__Problem requirements__. An exact transcription of the lines below, from the first through the one containing "let rule_width = col_widths.iter().sum::<usize>()", is the only output wanted.

Start of Block

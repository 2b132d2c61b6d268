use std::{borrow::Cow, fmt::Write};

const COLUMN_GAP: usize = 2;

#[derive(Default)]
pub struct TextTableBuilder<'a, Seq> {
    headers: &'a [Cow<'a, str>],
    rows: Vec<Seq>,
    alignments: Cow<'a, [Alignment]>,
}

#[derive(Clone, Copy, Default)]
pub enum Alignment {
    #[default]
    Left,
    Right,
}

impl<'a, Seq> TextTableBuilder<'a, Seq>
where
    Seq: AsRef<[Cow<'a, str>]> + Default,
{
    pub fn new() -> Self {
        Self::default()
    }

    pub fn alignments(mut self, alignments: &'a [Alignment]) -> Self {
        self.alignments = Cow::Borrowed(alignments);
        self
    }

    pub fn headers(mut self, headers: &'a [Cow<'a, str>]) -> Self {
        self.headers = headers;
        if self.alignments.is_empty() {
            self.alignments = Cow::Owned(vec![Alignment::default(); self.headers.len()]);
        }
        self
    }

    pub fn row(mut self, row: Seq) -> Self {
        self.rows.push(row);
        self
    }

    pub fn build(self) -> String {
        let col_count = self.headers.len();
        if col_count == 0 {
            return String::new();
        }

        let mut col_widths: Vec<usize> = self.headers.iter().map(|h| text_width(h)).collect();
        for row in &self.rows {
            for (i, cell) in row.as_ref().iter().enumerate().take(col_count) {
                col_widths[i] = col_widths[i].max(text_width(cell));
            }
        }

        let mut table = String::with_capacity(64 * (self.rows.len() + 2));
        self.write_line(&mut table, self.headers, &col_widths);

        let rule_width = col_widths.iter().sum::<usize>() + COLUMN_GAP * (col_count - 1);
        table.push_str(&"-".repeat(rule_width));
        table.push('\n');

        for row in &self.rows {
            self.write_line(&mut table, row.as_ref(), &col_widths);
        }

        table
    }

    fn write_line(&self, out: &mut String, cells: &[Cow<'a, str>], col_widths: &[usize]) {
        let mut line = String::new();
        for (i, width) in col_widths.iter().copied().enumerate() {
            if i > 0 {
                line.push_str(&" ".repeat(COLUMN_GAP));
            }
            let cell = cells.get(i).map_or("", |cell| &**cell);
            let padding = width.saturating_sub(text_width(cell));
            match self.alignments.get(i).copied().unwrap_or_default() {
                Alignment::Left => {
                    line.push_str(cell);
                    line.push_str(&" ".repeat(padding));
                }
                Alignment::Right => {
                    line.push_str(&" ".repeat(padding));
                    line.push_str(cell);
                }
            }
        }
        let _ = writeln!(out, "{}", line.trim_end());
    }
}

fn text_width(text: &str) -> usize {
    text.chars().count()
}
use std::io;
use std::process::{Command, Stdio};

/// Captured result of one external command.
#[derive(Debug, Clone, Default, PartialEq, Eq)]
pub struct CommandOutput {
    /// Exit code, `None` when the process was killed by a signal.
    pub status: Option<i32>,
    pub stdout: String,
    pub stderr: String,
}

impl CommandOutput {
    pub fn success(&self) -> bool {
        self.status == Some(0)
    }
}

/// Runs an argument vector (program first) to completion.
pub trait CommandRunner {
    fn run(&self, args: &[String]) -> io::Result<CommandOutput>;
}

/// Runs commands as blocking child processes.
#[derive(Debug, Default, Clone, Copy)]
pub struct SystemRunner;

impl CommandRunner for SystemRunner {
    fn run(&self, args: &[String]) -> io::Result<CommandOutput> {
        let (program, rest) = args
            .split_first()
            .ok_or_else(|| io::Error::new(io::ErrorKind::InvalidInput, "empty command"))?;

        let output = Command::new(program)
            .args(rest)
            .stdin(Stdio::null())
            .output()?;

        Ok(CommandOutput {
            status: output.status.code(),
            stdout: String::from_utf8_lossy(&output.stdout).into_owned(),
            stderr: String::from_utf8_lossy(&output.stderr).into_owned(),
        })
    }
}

End of Block

__Result of the exercise__.
repository 2b132d2c61b6d268
use std::{borrow::Cow, fmt::Write};

const COLUMN_GAP: usize = 2;

#[derive(Default)]
pub struct TextTableBuilder<'a, Seq> {
    headers: &'a [Cow<'a, str>],
    rows: Vec<Seq>,
    alignments: Cow<'a, [Alignment]>,
}

#[derive(Clone, Copy, Default)]
pub enum Alignment {
    #[default]
    Left,
    Right,
}

impl<'a, Seq> TextTableBuilder<'a, Seq>
where
    Seq: AsRef<[Cow<'a, str>]> + Default,
{
    pub fn new() -> Self {
        Self::default()
    }

    pub fn alignments(mut self, alignments: &'a [Alignment]) -> Self {
        self.alignments = Cow::Borrowed(alignments);
        self
    }

    pub fn headers(mut self, headers: &'a [Cow<'a, str>]) -> Self {
        self.headers = headers;
        if self.alignments.is_empty() {
            self.alignments = Cow::Owned(vec![Alignment::default(); self.headers.len()]);
        }
        self
    }

    pub fn row(mut self, row: Seq) -> Self {
        self.rows.push(row);
        self
    }

    pub fn build(self) -> String {
        let col_count = self.headers.len();
        if col_count == 0 {
            return String::new();
        }

        let mut col_widths: Vec<usize> = self.headers.iter().map(|h| text_width(h)).collect();
        for row in &self.rows {
            for (i, cell) in row.as_ref().iter().enumerate().take(col_count) {
                col_widths[i] = col_widths[i].max(text_width(cell));
            }
        }

        let mut table = String::with_capacity(64 * (self.rows.len() + 2));
        self.write_line(&mut table, self.headers, &col_widths);

        let rule_width = col_widths.iter().sum::<usize>() + COLUMN_GAP * (col_count - 1);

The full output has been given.